(Collected data entries)
↓↓↓

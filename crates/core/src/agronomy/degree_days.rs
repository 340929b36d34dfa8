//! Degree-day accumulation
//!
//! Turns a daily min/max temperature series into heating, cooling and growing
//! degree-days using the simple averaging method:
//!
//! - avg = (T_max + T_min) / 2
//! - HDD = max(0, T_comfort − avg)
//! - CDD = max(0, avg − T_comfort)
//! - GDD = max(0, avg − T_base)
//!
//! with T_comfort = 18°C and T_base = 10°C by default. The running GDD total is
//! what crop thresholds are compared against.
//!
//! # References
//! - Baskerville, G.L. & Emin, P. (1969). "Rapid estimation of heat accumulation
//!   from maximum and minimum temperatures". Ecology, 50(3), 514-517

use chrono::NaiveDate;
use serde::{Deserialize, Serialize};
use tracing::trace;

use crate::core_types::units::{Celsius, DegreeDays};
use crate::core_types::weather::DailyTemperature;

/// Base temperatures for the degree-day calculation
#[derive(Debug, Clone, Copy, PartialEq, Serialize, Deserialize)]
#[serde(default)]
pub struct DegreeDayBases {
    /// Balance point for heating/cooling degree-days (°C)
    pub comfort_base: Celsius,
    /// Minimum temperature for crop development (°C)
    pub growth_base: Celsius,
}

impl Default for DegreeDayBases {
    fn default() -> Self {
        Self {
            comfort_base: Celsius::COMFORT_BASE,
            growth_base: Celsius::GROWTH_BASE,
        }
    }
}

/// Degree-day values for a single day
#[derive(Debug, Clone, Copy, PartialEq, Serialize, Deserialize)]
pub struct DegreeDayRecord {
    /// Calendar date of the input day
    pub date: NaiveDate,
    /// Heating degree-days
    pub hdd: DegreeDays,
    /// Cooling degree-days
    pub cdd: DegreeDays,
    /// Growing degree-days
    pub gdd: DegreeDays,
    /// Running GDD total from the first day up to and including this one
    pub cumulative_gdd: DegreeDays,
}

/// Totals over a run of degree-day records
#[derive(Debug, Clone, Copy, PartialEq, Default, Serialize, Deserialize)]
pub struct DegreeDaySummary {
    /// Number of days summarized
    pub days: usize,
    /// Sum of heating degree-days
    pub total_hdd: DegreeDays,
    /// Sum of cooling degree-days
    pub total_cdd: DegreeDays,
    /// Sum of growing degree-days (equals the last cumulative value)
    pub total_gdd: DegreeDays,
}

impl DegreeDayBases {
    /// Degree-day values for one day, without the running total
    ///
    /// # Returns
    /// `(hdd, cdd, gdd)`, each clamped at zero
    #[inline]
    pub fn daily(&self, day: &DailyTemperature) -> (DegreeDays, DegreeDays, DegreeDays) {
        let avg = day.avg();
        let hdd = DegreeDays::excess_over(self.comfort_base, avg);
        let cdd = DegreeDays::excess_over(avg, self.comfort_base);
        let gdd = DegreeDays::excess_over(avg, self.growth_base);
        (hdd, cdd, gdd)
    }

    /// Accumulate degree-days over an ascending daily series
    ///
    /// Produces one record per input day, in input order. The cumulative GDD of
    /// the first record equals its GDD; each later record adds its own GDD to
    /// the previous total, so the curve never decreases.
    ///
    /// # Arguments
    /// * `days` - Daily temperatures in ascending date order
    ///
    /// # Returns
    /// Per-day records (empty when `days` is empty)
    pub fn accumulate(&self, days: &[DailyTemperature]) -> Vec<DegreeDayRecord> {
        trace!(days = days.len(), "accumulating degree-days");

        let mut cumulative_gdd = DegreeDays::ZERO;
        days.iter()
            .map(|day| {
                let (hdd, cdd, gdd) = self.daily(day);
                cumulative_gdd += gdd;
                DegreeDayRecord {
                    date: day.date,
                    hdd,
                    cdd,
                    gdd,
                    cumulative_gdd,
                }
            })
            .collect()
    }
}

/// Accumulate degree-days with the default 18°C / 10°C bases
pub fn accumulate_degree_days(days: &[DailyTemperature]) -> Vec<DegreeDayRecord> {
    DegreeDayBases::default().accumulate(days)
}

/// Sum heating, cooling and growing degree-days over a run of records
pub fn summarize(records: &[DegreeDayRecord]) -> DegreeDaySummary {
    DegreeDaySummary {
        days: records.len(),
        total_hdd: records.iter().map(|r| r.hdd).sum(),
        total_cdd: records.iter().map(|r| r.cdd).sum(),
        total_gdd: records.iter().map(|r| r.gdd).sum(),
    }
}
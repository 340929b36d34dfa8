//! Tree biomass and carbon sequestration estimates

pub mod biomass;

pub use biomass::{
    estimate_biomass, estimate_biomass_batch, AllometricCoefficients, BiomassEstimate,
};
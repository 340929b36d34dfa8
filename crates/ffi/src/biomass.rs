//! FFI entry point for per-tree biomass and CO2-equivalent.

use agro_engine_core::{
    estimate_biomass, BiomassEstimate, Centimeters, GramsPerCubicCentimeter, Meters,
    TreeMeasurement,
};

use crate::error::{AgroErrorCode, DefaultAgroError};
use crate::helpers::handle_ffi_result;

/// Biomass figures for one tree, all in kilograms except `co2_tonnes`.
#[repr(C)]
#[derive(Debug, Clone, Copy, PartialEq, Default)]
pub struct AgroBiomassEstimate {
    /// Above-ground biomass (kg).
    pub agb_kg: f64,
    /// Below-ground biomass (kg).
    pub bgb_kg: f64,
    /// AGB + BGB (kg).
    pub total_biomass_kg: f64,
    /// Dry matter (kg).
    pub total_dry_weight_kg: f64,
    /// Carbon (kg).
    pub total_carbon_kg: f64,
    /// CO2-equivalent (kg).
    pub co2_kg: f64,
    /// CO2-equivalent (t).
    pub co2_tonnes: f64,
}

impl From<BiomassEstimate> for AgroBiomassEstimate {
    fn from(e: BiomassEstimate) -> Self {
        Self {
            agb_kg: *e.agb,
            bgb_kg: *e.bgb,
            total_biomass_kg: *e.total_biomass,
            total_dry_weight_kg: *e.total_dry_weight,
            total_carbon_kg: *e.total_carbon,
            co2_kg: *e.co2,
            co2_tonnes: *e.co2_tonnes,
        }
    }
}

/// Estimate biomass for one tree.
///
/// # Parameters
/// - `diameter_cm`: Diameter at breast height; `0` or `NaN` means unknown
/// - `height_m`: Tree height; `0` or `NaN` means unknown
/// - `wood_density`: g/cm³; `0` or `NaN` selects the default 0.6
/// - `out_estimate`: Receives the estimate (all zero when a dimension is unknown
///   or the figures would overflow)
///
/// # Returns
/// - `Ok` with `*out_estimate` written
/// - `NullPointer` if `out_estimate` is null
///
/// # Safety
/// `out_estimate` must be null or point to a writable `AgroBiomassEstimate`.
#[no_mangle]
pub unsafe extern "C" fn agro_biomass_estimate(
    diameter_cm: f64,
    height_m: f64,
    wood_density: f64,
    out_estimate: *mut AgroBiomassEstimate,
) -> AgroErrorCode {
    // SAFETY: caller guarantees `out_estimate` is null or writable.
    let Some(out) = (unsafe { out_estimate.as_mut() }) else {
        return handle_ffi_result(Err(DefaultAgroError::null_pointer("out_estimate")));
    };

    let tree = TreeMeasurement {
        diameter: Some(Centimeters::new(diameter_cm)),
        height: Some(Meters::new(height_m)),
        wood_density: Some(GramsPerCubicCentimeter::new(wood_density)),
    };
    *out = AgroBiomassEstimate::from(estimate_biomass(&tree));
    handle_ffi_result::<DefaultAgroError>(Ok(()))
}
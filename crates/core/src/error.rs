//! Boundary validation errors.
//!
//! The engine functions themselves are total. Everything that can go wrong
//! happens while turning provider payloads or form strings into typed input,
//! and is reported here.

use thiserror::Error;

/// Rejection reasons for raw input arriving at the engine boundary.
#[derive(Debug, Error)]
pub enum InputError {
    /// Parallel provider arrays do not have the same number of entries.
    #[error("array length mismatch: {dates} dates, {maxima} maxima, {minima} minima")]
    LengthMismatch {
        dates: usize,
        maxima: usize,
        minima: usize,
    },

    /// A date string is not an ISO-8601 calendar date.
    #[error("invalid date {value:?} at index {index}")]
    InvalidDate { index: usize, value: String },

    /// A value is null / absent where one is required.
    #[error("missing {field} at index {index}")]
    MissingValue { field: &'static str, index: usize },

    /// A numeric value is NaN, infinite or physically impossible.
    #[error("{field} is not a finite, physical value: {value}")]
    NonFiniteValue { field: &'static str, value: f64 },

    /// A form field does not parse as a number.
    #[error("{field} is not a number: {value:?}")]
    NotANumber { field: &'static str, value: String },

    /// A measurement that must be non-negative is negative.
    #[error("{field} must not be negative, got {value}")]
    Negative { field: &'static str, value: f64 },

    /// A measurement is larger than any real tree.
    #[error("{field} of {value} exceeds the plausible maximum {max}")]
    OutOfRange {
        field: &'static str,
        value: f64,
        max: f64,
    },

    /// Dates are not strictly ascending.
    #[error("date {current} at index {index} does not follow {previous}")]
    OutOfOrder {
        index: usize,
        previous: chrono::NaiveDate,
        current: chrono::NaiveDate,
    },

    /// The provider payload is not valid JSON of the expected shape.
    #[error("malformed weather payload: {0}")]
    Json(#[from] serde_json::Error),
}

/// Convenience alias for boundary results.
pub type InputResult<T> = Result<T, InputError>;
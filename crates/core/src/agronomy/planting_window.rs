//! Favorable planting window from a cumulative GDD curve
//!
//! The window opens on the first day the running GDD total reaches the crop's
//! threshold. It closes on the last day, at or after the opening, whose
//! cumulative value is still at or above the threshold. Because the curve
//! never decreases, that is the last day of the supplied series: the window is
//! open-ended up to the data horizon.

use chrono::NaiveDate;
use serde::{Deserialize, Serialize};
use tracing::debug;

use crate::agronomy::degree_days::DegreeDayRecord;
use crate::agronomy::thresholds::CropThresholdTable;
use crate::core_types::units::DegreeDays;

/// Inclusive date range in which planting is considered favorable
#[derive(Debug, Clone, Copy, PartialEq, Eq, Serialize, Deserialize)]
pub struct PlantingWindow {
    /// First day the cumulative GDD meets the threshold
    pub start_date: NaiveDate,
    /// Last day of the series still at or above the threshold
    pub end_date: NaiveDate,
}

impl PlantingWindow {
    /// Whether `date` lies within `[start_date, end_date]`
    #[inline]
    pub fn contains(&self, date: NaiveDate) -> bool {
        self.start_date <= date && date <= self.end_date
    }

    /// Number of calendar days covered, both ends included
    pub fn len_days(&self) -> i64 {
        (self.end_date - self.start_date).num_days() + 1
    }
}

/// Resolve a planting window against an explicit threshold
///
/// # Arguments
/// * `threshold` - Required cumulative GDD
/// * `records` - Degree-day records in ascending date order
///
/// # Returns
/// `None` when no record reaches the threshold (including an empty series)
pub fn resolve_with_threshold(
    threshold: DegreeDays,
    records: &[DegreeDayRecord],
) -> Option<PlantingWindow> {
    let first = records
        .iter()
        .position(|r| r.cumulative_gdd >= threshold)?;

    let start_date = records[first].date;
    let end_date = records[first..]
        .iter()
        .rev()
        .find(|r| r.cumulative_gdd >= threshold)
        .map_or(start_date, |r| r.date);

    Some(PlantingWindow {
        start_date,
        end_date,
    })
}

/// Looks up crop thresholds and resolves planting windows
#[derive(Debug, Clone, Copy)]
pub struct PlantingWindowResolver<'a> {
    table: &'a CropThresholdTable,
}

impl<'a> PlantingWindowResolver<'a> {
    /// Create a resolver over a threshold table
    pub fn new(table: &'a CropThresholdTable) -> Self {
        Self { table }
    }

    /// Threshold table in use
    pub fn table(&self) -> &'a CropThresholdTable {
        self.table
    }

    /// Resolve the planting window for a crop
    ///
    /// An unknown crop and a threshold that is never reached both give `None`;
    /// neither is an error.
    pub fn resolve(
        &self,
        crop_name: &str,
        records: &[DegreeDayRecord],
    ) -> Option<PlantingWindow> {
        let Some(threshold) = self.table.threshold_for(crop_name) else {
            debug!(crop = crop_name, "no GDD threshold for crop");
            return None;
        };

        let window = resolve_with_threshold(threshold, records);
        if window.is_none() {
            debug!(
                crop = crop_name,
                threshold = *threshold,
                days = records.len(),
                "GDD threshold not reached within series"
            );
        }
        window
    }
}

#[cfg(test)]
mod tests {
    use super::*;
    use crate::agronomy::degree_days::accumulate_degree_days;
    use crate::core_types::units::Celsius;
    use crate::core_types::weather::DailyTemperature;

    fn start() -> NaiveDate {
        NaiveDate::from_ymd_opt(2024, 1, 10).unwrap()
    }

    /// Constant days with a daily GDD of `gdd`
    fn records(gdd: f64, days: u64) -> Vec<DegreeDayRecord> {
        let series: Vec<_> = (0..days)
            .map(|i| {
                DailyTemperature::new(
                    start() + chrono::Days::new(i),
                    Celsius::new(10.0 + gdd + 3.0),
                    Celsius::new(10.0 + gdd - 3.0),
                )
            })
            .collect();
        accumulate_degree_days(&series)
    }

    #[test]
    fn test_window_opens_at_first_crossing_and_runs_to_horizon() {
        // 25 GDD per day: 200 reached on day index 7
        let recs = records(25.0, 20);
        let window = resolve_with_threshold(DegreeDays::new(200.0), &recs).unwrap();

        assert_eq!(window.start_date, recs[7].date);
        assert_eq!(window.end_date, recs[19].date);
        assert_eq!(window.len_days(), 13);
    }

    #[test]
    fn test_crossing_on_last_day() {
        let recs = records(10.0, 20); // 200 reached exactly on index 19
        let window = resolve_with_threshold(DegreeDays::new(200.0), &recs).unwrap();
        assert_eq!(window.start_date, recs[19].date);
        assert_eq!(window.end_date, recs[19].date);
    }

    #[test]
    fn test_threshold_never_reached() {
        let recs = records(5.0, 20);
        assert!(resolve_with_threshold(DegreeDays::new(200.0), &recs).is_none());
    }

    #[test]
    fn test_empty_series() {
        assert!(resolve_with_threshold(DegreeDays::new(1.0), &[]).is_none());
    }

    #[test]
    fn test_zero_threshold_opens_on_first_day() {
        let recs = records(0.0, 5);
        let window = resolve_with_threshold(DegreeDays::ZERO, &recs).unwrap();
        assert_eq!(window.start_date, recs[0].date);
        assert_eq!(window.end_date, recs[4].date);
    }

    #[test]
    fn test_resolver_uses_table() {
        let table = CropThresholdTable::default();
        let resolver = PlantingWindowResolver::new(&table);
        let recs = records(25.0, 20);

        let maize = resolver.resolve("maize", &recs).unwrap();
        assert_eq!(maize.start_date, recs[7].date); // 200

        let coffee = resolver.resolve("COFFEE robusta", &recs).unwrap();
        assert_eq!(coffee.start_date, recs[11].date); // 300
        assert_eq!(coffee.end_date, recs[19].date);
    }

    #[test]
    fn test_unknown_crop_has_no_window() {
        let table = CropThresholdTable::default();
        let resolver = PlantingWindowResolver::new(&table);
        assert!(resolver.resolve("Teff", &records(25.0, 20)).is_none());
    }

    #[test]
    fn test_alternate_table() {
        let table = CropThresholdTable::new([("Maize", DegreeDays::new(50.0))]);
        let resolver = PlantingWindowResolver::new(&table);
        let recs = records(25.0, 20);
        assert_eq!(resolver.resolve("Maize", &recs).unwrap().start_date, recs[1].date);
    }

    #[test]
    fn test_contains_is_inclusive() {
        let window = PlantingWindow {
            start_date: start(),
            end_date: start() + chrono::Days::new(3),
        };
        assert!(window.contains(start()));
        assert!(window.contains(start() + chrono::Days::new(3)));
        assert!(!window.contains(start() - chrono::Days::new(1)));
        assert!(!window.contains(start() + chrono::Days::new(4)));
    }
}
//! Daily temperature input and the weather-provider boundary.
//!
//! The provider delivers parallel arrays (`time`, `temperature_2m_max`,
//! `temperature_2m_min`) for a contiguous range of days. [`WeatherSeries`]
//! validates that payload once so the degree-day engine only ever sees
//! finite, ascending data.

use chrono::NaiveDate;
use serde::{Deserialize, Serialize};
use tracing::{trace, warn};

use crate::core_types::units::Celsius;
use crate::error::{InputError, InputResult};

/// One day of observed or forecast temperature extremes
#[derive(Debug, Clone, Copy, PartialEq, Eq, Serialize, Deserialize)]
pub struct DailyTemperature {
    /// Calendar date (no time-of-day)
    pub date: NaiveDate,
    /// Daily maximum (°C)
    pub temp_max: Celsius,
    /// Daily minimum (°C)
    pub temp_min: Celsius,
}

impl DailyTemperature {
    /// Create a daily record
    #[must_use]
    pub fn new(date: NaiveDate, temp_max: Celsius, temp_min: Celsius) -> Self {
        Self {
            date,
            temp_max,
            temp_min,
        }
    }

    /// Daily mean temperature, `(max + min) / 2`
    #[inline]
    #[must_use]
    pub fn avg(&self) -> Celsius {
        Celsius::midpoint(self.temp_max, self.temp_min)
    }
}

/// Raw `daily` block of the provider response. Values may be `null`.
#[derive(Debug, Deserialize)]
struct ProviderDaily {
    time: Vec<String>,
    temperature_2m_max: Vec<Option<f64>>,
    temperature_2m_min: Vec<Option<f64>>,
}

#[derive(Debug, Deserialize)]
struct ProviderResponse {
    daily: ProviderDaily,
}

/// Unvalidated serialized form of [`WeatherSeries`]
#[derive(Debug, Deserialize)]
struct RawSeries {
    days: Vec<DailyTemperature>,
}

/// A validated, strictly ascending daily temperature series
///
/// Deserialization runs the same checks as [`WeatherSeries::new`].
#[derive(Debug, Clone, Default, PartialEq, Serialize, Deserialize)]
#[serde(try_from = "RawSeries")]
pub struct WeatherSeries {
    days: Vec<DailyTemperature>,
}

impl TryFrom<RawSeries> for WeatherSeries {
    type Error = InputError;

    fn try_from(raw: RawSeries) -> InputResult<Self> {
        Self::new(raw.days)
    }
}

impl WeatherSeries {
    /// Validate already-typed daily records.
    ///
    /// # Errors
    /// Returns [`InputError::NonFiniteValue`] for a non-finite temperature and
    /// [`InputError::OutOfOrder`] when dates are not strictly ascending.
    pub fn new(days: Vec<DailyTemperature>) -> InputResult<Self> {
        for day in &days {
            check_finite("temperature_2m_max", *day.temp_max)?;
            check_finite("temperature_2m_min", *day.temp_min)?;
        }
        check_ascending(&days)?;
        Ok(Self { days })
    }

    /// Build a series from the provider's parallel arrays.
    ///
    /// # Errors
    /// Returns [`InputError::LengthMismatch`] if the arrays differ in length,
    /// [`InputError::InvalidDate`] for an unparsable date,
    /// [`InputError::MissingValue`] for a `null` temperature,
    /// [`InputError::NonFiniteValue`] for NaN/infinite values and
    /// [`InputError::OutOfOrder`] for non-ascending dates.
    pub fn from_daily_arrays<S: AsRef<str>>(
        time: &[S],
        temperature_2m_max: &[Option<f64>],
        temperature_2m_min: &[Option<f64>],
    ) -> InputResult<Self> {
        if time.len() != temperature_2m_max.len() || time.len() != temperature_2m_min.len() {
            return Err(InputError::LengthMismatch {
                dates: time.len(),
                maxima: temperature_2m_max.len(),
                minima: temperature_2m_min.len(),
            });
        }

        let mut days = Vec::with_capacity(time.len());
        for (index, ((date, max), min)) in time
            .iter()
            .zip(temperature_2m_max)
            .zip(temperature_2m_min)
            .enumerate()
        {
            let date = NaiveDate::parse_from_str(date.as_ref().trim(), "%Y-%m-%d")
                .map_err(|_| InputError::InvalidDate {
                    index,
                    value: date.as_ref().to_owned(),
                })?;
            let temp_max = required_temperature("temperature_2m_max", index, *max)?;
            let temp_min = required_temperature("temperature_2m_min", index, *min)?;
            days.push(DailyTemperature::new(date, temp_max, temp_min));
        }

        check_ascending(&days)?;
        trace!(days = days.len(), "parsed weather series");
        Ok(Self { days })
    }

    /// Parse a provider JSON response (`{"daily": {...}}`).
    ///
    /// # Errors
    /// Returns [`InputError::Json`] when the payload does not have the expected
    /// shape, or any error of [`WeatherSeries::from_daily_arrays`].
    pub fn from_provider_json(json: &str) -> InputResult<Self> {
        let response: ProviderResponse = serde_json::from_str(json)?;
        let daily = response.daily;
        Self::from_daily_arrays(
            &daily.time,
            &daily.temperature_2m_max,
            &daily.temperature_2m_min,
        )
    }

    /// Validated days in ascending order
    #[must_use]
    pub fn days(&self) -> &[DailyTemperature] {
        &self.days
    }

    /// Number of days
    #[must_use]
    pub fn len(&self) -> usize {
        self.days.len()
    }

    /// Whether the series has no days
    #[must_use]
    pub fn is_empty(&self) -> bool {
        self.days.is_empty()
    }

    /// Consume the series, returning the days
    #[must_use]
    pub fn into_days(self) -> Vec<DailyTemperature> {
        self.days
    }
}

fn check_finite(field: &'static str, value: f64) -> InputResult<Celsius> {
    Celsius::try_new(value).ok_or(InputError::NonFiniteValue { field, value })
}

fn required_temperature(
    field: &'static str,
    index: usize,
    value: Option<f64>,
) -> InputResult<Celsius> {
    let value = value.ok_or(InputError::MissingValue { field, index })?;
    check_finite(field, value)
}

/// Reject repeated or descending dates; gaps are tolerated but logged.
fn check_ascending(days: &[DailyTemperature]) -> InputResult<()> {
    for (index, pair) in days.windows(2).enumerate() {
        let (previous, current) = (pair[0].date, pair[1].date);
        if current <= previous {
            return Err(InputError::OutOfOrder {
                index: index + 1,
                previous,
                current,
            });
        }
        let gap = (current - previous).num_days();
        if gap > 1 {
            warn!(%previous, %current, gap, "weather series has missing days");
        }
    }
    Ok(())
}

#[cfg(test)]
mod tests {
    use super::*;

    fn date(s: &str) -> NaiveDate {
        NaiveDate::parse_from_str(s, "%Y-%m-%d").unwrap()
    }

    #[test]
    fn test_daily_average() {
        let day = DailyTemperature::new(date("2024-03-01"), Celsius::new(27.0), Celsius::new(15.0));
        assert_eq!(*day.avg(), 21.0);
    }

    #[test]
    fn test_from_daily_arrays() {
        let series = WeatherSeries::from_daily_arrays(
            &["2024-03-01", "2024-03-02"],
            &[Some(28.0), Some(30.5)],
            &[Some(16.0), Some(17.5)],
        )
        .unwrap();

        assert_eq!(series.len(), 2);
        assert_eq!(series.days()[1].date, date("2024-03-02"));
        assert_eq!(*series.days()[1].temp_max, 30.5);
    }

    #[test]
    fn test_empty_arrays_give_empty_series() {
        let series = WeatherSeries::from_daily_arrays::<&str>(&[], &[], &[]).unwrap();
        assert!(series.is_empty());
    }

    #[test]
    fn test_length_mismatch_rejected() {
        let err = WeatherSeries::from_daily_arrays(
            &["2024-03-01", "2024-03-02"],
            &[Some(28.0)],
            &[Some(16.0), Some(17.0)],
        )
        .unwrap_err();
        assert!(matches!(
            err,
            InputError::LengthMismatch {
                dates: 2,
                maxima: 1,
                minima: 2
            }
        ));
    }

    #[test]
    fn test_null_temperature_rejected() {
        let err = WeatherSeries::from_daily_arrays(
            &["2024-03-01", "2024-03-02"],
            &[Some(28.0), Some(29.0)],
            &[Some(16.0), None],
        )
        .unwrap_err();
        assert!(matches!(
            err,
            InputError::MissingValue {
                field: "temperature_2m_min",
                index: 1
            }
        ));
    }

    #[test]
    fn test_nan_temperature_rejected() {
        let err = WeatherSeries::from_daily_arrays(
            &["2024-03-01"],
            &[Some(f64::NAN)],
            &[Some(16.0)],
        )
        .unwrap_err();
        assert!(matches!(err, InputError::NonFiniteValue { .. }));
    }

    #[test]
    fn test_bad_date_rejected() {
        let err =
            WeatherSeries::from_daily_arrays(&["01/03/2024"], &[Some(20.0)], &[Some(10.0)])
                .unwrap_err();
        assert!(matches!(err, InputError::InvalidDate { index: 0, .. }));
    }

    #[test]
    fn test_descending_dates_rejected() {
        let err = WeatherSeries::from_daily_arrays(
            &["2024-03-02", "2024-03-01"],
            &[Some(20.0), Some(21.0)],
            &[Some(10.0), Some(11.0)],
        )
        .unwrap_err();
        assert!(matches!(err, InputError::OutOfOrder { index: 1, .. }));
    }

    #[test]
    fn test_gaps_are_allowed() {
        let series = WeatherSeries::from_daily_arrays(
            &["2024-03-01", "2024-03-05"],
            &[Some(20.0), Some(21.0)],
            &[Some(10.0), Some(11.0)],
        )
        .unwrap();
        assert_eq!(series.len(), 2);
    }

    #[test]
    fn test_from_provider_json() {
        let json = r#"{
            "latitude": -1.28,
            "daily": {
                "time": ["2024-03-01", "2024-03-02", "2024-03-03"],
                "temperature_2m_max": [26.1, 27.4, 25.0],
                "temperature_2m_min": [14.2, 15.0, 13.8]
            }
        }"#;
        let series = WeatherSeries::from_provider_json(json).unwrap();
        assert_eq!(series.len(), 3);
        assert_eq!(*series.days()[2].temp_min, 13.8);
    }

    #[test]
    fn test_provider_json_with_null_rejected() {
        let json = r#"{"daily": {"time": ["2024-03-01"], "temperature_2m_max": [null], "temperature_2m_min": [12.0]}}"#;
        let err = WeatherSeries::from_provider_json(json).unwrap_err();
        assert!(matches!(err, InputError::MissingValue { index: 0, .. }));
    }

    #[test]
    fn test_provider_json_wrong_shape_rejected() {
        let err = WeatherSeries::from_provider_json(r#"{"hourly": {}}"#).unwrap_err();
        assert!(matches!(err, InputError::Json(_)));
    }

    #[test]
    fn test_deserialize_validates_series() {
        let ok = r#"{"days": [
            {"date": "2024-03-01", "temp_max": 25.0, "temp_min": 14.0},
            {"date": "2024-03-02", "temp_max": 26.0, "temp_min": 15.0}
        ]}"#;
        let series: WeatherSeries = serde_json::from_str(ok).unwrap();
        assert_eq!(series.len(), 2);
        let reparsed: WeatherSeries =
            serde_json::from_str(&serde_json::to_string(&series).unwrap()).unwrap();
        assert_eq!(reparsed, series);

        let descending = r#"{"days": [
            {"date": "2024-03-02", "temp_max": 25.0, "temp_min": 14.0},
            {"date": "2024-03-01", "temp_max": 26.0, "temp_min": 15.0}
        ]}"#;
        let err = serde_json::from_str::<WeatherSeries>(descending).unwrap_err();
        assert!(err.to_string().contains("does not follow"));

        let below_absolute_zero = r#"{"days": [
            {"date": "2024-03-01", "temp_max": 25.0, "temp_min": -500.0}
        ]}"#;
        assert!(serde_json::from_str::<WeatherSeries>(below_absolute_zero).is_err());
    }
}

↑↑↑

Begin at the line above that has "pub fn len_days(&self)" and stop after the line that has "Required cumulative GDD", copying each line exactly and adding nothing else.

- **ANSWER SECTION**:
    pub fn len_days(&self) -> i64 {
        (self.end_date - self.start_date).num_days() + 1
    }
}

/// Resolve a planting window against an explicit threshold
///
/// # Arguments
/// * `threshold` - Required cumulative GDD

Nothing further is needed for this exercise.